Многих футболистов, слывших техничными, знал наш футбол. Метревели среди них. Нелегко, а быть может, и невозможно установить, кто техничнее. Знаю одно твердо: его техничность была невидимой, неощутимой, он все делал скрытно, просто, про него язык не поворачивается, сказать, что он «прекрасно выполняет приемы». Он не отводил на них ни усилий, ни лишнего мгновения, он обводил, обманывал, обгонял, бил по мячу так, словно это ему ничего не стоило. Что хотел, то и делал. Он был игроком бесшумным, бегал по верхушкам травинок, игроком тайным, теневым, невесомым. Поэтому, наверное, так и врезалась в память его метнувшаяся тень на ночном «Парк де Пренс».
Метревели наделен абсолютным футбольным слухом, обостренной чувствительностью и к той игре, в которой участвовал, и к той, за которой наблюдал со стороны. Он точно и резко отделял «классное» от всего остального. Избирательность его оценок, его отрицание среднего, рядового, будничного можно было принять за хвастовство, за гонор. Так некоторым и казалось: «Воображает!» А он продолжал вылезать с ехидными замечаньицами, и лучше ему от этого не становилось.
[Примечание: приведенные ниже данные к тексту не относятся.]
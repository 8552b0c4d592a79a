//! Stat records for targets.
//!
//! A target exposes a mutable `Stats` record that effect behaviors adjust.
//! Attack and speed are built in; hosts can hang any other integer stat
//! off a [`StatKey`] (armor, crit chance, ...). Health is not part of the
//! record: it goes through [`Target::set_health`](super::Target::set_health)
//! so the target's clamp always applies.

use rustc_hash::FxHashMap;
use serde::{Deserialize, Serialize};

/// Key for a host-defined stat.
#[derive(Clone, Debug, PartialEq, Eq, Hash, Serialize, Deserialize)]
pub struct StatKey(pub String);

impl StatKey {
    /// Create a new stat key.
    pub fn new(key: impl Into<String>) -> Self {
        Self(key.into())
    }
}

impl From<&str> for StatKey {
    fn from(s: &str) -> Self {
        Self::new(s)
    }
}

impl From<String> for StatKey {
    fn from(s: String) -> Self {
        Self(s)
    }
}

/// Mutable stat record of a target.
///
/// ```
/// use buff_engine::core::Stats;
///
/// let mut stats = Stats::new(10, 5);
/// stats.modify("armor", 3);
///
/// assert_eq!(stats.attack, 10);
/// assert_eq!(stats.get("armor"), 3);
/// assert_eq!(stats.get("missing"), 0);
/// ```
#[derive(Clone, Debug, Default, PartialEq, Eq, Serialize, Deserialize)]
pub struct Stats {
    /// Attack power.
    pub attack: i64,

    /// Movement speed.
    pub speed: i64,

    /// Host-defined stats.
    #[serde(default)]
    pub custom: FxHashMap<StatKey, i64>,
}

impl Stats {
    /// Create a record with the built-in stats set.
    #[must_use]
    pub fn new(attack: i64, speed: i64) -> Self {
        Self {
            attack,
            speed,
            custom: FxHashMap::default(),
        }
    }

    /// Get a custom stat, 0 if never set.
    #[must_use]
    pub fn get(&self, key: &str) -> i64 {
        self.custom.get(&StatKey::new(key)).copied().unwrap_or(0)
    }

    /// Set a custom stat.
    pub fn set(&mut self, key: impl Into<StatKey>, value: i64) {
        self.custom.insert(key.into(), value);
    }

    /// Add `delta` to a custom stat.
    pub fn modify(&mut self, key: impl Into<StatKey>, delta: i64) {
        *self.custom.entry(key.into()).or_insert(0) += delta;
    }
}

/// Fixed stat changes applied by one behavior invocation.
///
/// `health` is applied through the target's health setter; everything
/// else is added to the [`Stats`] record.
#[derive(Clone, Debug, Default, PartialEq, Eq, Serialize, Deserialize)]
#[serde(default)]
pub struct StatDelta {
    /// Health change.
    pub health: i64,
    /// Attack change.
    pub attack: i64,
    /// Speed change.
    pub speed: i64,
    /// Custom stat changes, applied in order.
    pub custom: Vec<(StatKey, i64)>,
}

impl StatDelta {
    /// Create an empty delta.
    #[must_use]
    pub fn new() -> Self {
        Self::default()
    }

    /// Set the health change.
    #[must_use]
    pub fn health(mut self, delta: i64) -> Self {
        self.health = delta;
        self
    }

    /// Set the attack change.
    #[must_use]
    pub fn attack(mut self, delta: i64) -> Self {
        self.attack = delta;
        self
    }

    /// Set the speed change.
    #[must_use]
    pub fn speed(mut self, delta: i64) -> Self {
        self.speed = delta;
        self
    }

    /// Add a custom stat change.
    #[must_use]
    pub fn custom(mut self, key: impl Into<StatKey>, delta: i64) -> Self {
        self.custom.push((key.into(), delta));
        self
    }

    /// The opposite change, for an `on_remove` slot paired with `on_create`.
    #[must_use]
    pub fn reversed(&self) -> Self {
        Self {
            health: -self.health,
            attack: -self.attack,
            speed: -self.speed,
            custom: self.custom.iter().map(|(k, v)| (k.clone(), -v)).collect(),
        }
    }

    /// Add every non-health component to a stat record.
    pub fn apply_to(&self, stats: &mut Stats) {
        stats.attack += self.attack;
        stats.speed += self.speed;
        for (key, delta) in &self.custom {
            stats.modify(key.clone(), *delta);
        }
    }
}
Не могу сказать, что когда-нибудь слышал от него, так сказать, развернутое изложение взглядов, он и в беседах, как и на поле, проявлял себя в репликах. Однажды мы с ним сидели на стадионе на соревнованиях легкоатлетов. Метали молот. И от каждого удара увесистого металлического шара по газону Метревели вздрагивал. Он страдал за «поляну», как футболисты называют поле, зная, что для красивой игры нужна безукоризненная поверхность.
Он непоседа, егоза, у него в крови бродило движение. Когда мне приходилось странствовать со сборной, не раз видел, как в час, отведенный для отдыха, Метревели слонялся в поисках собеседника и объяснял: «Не умею лежать». Больше всего он любил на скорости промчаться с мячом заодно с понимающими партнерами. Излюбленными его голами были те, которые он забивал на бегу в дальний нижний угол, мячу он доверял закончить им начатый рывок.
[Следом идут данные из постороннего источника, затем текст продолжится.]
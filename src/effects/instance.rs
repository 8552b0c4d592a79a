//! Effect instances - runtime effect state.
//!
//! `EffectInstance` is one active effect on one target. It tracks the
//! countdowns and stack count; everything static is read through the
//! shared definition.
//!
//! Instances are created and mutated only by their
//! [`EffectContainer`](crate::container::EffectContainer). Outside the
//! crate they are read-only.

use std::fmt;
use std::sync::Arc;

use serde::{Deserialize, Serialize};

use super::definition::{EffectDefinition, EffectId, RefreshPolicy};
use crate::core::EntityId;

/// Handle to an instance inside its container.
///
/// Handles are unique per container and never reused, so a handle kept
/// after its instance is gone is detected as stale rather than aliasing a
/// newer instance.
#[derive(Clone, Copy, Debug, PartialEq, Eq, Hash, Serialize, Deserialize)]
pub struct InstanceId(pub u32);

impl InstanceId {
    /// Create a new instance ID.
    #[must_use]
    pub const fn new(id: u32) -> Self {
        Self(id)
    }

    /// Get the raw ID value.
    #[must_use]
    pub const fn raw(self) -> u32 {
        self.0
    }
}

impl fmt::Display for InstanceId {
    fn fmt(&self, f: &mut fmt::Formatter<'_>) -> fmt::Result {
        write!(f, "Instance({})", self.0)
    }
}

/// An active effect on a target.
///
/// ## Invariant
///
/// `1 <= stack <= definition.max_stack` for every instance held by a
/// container. An instance whose last stack is removed is detached from its
/// container before anything observes it.
#[derive(Clone, Debug)]
pub struct EffectInstance {
    pub(crate) id: InstanceId,
    pub(crate) definition: Arc<EffectDefinition>,
    pub(crate) owner: EntityId,
    pub(crate) source: Option<EntityId>,
    pub(crate) remaining_duration: f32,
    pub(crate) remaining_tick_time: f32,
    pub(crate) stack: u32,
}

impl EffectInstance {
    /// A fresh single-stack instance with the full base duration.
    ///
    /// The tick countdown starts at zero, so a ticking effect fires on the
    /// first step after it is applied.
    pub(crate) fn new(
        id: InstanceId,
        definition: Arc<EffectDefinition>,
        owner: EntityId,
        source: Option<EntityId>,
    ) -> Self {
        Self {
            id,
            remaining_duration: definition.duration,
            definition,
            owner,
            source,
            remaining_tick_time: 0.0,
            stack: 1,
        }
    }

    /// Container handle.
    #[must_use]
    pub fn id(&self) -> InstanceId {
        self.id
    }

    /// ID of the definition.
    #[must_use]
    pub fn effect_id(&self) -> EffectId {
        self.definition.id
    }

    /// The shared definition.
    #[must_use]
    pub fn definition(&self) -> &Arc<EffectDefinition> {
        &self.definition
    }

    /// The entity carrying this effect.
    #[must_use]
    pub fn owner(&self) -> EntityId {
        self.owner
    }

    /// The entity that applied this effect, if any.
    #[must_use]
    pub fn source(&self) -> Option<EntityId> {
        self.source
    }

    /// Seconds until expiry. Meaningless for forever effects.
    #[must_use]
    pub fn remaining_duration(&self) -> f32 {
        self.remaining_duration
    }

    /// Seconds until the next tick.
    #[must_use]
    pub fn remaining_tick_time(&self) -> f32 {
        self.remaining_tick_time
    }

    /// Current stack count.
    #[must_use]
    pub fn stack(&self) -> u32 {
        self.stack
    }

    /// Ordering key, from the definition.
    #[must_use]
    pub fn priority(&self) -> i32 {
        self.definition.priority
    }

    /// Is another stack allowed?
    #[must_use]
    pub fn can_stack(&self) -> bool {
        self.stack < self.definition.max_stack
    }

    /// Add a stack and apply the refresh policy.
    ///
    /// Callers check [`can_stack`](Self::can_stack) first.
    pub(crate) fn stack_up(&mut self) {
        debug_assert!(self.can_stack());
        self.stack += 1;
        match self.definition.refresh {
            RefreshPolicy::Keep => {}
            RefreshPolicy::Add => self.remaining_duration += self.definition.duration,
            RefreshPolicy::Replace => self.remaining_duration = self.definition.duration,
        }
    }

    /// Restart the duration countdown.
    pub(crate) fn reset_duration(&mut self) {
        self.remaining_duration = self.definition.duration;
    }
}

impl fmt::Display for EffectInstance {
    fn fmt(&self, f: &mut fmt::Formatter<'_>) -> fmt::Result {
        write!(
            f,
            "{} '{}' on {}",
            self.definition.id, self.definition.name, self.owner
        )?;
        if let Some(source) = self.source {
            write!(f, " from {}", source)?;
        }
        write!(f, ": stack {}/{}", self.stack, self.definition.max_stack)?;
        if self.definition.forever {
            write!(f, ", forever")
        } else {
            write!(
                f,
                ", {:.2}s of {:.2}s left",
                self.remaining_duration, self.definition.duration
            )
        }
    }
}

#[cfg(test)]
mod tests {
    use super::*;

    fn definition(refresh: RefreshPolicy) -> Arc<EffectDefinition> {
        Arc::new(
            EffectDefinition::new(EffectId::new(1), "Haste")
                .with_max_stack(3)
                .with_refresh(refresh)
                .with_duration(5.0),
        )
    }

    fn fresh(refresh: RefreshPolicy) -> EffectInstance {
        EffectInstance::new(InstanceId::new(0), definition(refresh), EntityId(1), None)
    }

    #[test]
    fn test_new_instance() {
        let instance = EffectInstance::new(
            InstanceId::new(4),
            definition(RefreshPolicy::Keep),
            EntityId(1),
            Some(EntityId(2)),
        );

        assert_eq!(instance.id(), InstanceId::new(4));
        assert_eq!(instance.effect_id(), EffectId::new(1));
        assert_eq!(instance.owner(), EntityId(1));
        assert_eq!(instance.source(), Some(EntityId(2)));
        assert_eq!(instance.stack(), 1);
        assert_eq!(instance.remaining_duration(), 5.0);
        assert_eq!(instance.remaining_tick_time(), 0.0);
    }

    #[test]
    fn test_stack_up_refresh_policies() {
        let mut keep = fresh(RefreshPolicy::Keep);
        keep.remaining_duration = 2.0;
        keep.stack_up();
        assert_eq!(keep.stack(), 2);
        assert_eq!(keep.remaining_duration(), 2.0);

        let mut add = fresh(RefreshPolicy::Add);
        add.remaining_duration = 2.0;
        add.stack_up();
        assert_eq!(add.remaining_duration(), 7.0);

        let mut replace = fresh(RefreshPolicy::Replace);
        replace.remaining_duration = 2.0;
        replace.stack_up();
        assert_eq!(replace.remaining_duration(), 5.0);
    }

    #[test]
    fn test_can_stack_respects_max() {
        let mut instance = fresh(RefreshPolicy::Keep);
        instance.stack_up();
        assert!(instance.can_stack());
        instance.stack_up();
        assert!(!instance.can_stack());
    }

    #[test]
    fn test_display() {
        let instance = EffectInstance::new(
            InstanceId::new(0),
            definition(RefreshPolicy::Keep),
            EntityId(1),
            Some(EntityId(2)),
        );
        assert_eq!(
            instance.to_string(),
            "Effect(1) 'Haste' on Entity(1) from Entity(2): stack 1/3, 5.00s of 5.00s left"
        );
    }
}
Мы все с удовольствием вспоминаем годы, когда в окружении дельных людей работа особенно спорилась. И у мастеров футбола в этом отношении судьбы разные. Кто-то весь свой короткий век промается в компании его недостойной. Другим повезет на партнеров, на тренера, и тогда есть что вспомнить, есть чем гордиться. Метревели везло дважды, он счастливчик. Сначала в московском «Торпедо», где бок о бок с ним играли В. Иванов, В. Воронин, Г. Гусаров, Н. Маношин, Б. Батанов, потом в тбилисском «Динамо», где были Ш. Яманидзе, М. Месхи, В. Баркая, М. Хурцилава. И тот и другой клуб с участием Метревели становился чемпионом. Имел он немало наград и знаков признания его таланта.
А в сборной, несмотря на очевидные заслуги, Метревели то и дело оказывался под знаком вопроса — не всем тренерам импонировало его тонкое искусство, для некоторых чересчур тонкое. Не лишено вероятия, что не устраивали его строптивость, шалости, острый язычок. На чемпионате мира 1966 года Метревели появился самом последнем матче. И у международного журналистского корпуса возникло недоумение: как можно было держать в запасе такого игрока? Ответить никто из наших не мог.
Люблю вспоминать, как играл Метревели: футбол вырастает в моих глазах, легчает, добреет, хорошеет.